Management Compensation and Incentive Plan

Fiscal Year 2009 Plan Rules for Executive Officers

On October 24, 2008, the Compensation Committee of the Board of Directors of Acuity Brands, Inc. adopted plan rules for potential cash bonuses to be earned by executive officers for fiscal year 2009 under the Corporation’s Management Compensation and Incentive Plan. The plan rules for each executive officer consist of a target bonus amount, stated as a percentage of gross salary. The awards for Vernon J. Nagel and Richard K. Reece are subject to the application of negative discretion by the Committee. The target bonus is based on achievement of specified financial performance measures, and the actual bonus earned increases above target or decreases below target based on the level of achievement of the financial performance measures, with no bonus payable (other than possible discretionary bonuses) if financial performance is below a specified threshold level.
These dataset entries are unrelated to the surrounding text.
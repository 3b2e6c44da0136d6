use csv::WriterBuilder;

use crate::config::{FactsheetSchema, TableLayout};
use crate::errors::FactsheetError;
use crate::models::Table;

pub const TEMPLATE_FILE_NAME: &str = "factsheet_template.csv";
pub const TEMPLATE_CONTENT_TYPE: &str = "text/csv";

const FUND_NAME: &str = "MSM Property Fund";
const FUND_MANAGER: &str = "MSM Asset Management";
const OBJECTIVE: &str =
    "We identify companies whose share prices differ materially from intrinsic valuations.";
const AUDIENCE: &str = "Investors seeking long-term capital growth from listed property, \
                        who can tolerate short-term volatility.";
const MANAGEMENT_FEE: &str = "1.5% per annum";
const BROKERAGE_FEE: &str = "0.60%";
const EXPENSE_RATIO: &str = "1.65%";
const AUM: &str = "1250000000";
const HOLDINGS: [&str; 4] = ["Growth Point", "Redefine", "Hyprop", "Investec Property"];
const MONTHS: [&str; 6] = ["Jan", "Feb", "Mar", "Apr", "May", "Jun"];
const PORTFOLIO: [&str; 6] = ["-0.1%", "0.94%", "8.49%", "1.46%", "-1.85%", "-1.56%"];
const BENCHMARK: [&str; 6] = ["-3.0%", "1.6%", "7.1%", "1.7%", "-4.09%", "-4.09%"];
const SECTORS: [(&str, &str); 4] = [
    ("Retail", "42"),
    ("Office", "28"),
    ("Industrial", "18"),
    ("Residential", "12"),
];

/// The fixed sample table for the configured layout. Column names come from
/// the schema so the template always passes its own validation.
pub fn template_table(schema: &FactsheetSchema) -> Table {
    let (mut headers, mut rows) = match schema.layout {
        TableLayout::Wide => wide_template(schema),
        TableLayout::Monthly => monthly_template(schema),
    };

    // Extra required columns configured by the operator get a placeholder value.
    for column in &schema.required_columns {
        if !headers.contains(column) {
            headers.push(column.clone());
            for (idx, row) in rows.iter_mut().enumerate() {
                row.push(if idx == 0 { "-".to_string() } else { String::new() });
            }
        }
    }

    Table::new(headers, rows)
}

/// The sample table serialized as CSV.
pub fn template_csv(schema: &FactsheetSchema) -> Result<Vec<u8>, FactsheetError> {
    let table = template_table(schema);
    let mut writer = WriterBuilder::new().from_writer(Vec::new());

    writer
        .write_record(&table.headers)
        .and_then(|_| table.rows.iter().try_for_each(|row| writer.write_record(row)))
        .map_err(|e| FactsheetError::Render(format!("could not write template: {}", e)))?;

    writer
        .into_inner()
        .map_err(|e| FactsheetError::Render(format!("could not write template: {}", e)))
}

fn labelled(prefix: &str, label: &str) -> String {
    format!("{} ({})", prefix, label)
}

fn wide_template(schema: &FactsheetSchema) -> (Vec<String>, Vec<Vec<String>>) {
    let mut cells: Vec<(String, String)> = vec![
        (schema.fund_name.clone(), FUND_NAME.to_string()),
        (schema.fund_manager.clone(), FUND_MANAGER.to_string()),
        (schema.objective.clone(), OBJECTIVE.to_string()),
        (schema.audience.clone(), AUDIENCE.to_string()),
        (schema.management_fee.clone(), MANAGEMENT_FEE.to_string()),
        (schema.brokerage_fee.clone(), BROKERAGE_FEE.to_string()),
        (schema.expense_ratio.clone(), EXPENSE_RATIO.to_string()),
        (schema.assets_under_management.clone(), AUM.to_string()),
        (schema.holdings.clone(), HOLDINGS.join(", ")),
    ];

    for (month, value) in MONTHS.iter().zip(PORTFOLIO) {
        cells.push((labelled(&schema.portfolio.column, month), value.to_string()));
    }
    for (month, value) in MONTHS.iter().zip(BENCHMARK) {
        cells.push((labelled(&schema.benchmark.column, month), value.to_string()));
    }
    for (sector, weight) in SECTORS {
        cells.push((labelled(&schema.sector_prefix, sector), weight.to_string()));
    }

    let (headers, row) = cells.into_iter().unzip();
    (headers, vec![row])
}

fn monthly_template(schema: &FactsheetSchema) -> (Vec<String>, Vec<Vec<String>>) {
    let headers = vec![
        schema.fund_name.clone(),
        schema.fund_manager.clone(),
        schema.objective.clone(),
        schema.audience.clone(),
        schema.management_fee.clone(),
        schema.brokerage_fee.clone(),
        schema.expense_ratio.clone(),
        schema.assets_under_management.clone(),
        schema.month.clone(),
        schema.portfolio.column.clone(),
        schema.benchmark.column.clone(),
        schema.holdings.clone(),
        schema.sector.clone(),
        schema.allocation.clone(),
    ];

    let rows = MONTHS
        .iter()
        .enumerate()
        .map(|(idx, month)| {
            let first = |value: &str| if idx == 0 { value.to_string() } else { String::new() };
            let holding = HOLDINGS.get(idx).copied().unwrap_or_default();
            let (sector, weight) = SECTORS.get(idx).copied().unwrap_or_default();
            vec![
                first(FUND_NAME),
                first(FUND_MANAGER),
                first(OBJECTIVE),
                first(AUDIENCE),
                first(MANAGEMENT_FEE),
                first(BROKERAGE_FEE),
                first(EXPENSE_RATIO),
                first(AUM),
                month.to_string(),
                PORTFOLIO[idx].to_string(),
                BENCHMARK[idx].to_string(),
                holding.to_string(),
                sector.to_string(),
                weight.to_string(),
            ]
        })
        .collect();

    (headers, rows)
}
The performance measures consist of specified targets for:

Executive Officers of Acuity Brands, Inc.

 

   

Adjusted Diluted Earnings per Share, computed by dividing net income by diluted weighted average number of shares and adjusted to exclude (a) the impact from non-cash expenses related to the impairment of assets associated with restructuring and (b) the distortive effect of acquisitions.

 

   

Adjusted Consolidated Operating Profit Margin, calculated as earnings before interest and taxes divided by net sales and adjusted to exclude the impact from the distortive effect of (a) excessive inflation on materials, components, and freight costs, (b) non-cash expenses related to the impairment of assets associated with restructuring, and (c) acquisitions; and

 

   

Cash Flow, calculated as cash flow from operations, less capital expenditures, plus cash received on sale of property of business, plus or minus cash flow from foreign currency fluctuations, and excluding cash used for acquisitions.

Executive Officers of Acuity Brands Lighting, Inc.

 

   

Business Unit Operating Profit, excluding the effect of (a) non-cash expenses related to the impairment of assets associated with restructuring, (b) gains or losses on sales of property or business, and (3) acquisitions;

 

   

Business Unit Operating Profit Margin, calculated as operating profit (as defined above) divided by net sales; and

 

   

Business Unit Cash Flow, calculated as cash flow from operations, less capital expenditures, plus cash received on sale of property of business, plus or minus cash flow from foreign currency fluctuations, and excluding cash used for acquisitions.

Achievement of performance levels is determined by the Compensation Committee following the completion of the fiscal year and amounts are subject to the application of negative discretion by the Committee.


The target percentage of gross salary applied to the actual bonus earned is based on competitive compensation information for positions of comparable responsibilities with comparably-sized manufacturing companies and is as follows for executive officers of the Corporation:

 

Chairman, President, and Chief Executive Officer

   150 %

Executive Vice President and Chief Financial Officer

   65 %

Executive Vice President, Supply Chain of Acuity Brands Lighting, Inc.

   60 %

Executive Vice President and Chief Financial Officer of Acuity Brands Lighting, Inc.

   55 %

Executive Vice President and Chief Commercial Officer of Acuity Brands Lighting, Inc.

   60 %

As previously reported, the position of Chief Commercial Officer at Acuity Brands Lighting, Inc. was eliminated as part of the Company’s ongoing program to accelerate the streamlining of the organization. As a result, John T. Hartman, Executive Vice President and Chief Commercial Officer of Acuity Brands Lighting, was terminated effective January 7, 2009. Pursuant to the provisions of the Severance Agreement, dated November 19, 2008, by and among Mr. Hartman and Acuity Brands Lighting, Inc. and whose terms and benefits are disclosed in the Company’s current Proxy Statement for the 2008 Annual Meeting of Stockholders dated November 24, 2008, Mr. Hartman is eligible to receive a pro rata bonus payment for the fiscal year in which severance occurs. The pro rata bonus payment is based on the higher of the 100% target level or the level based on the Company’s actual performance.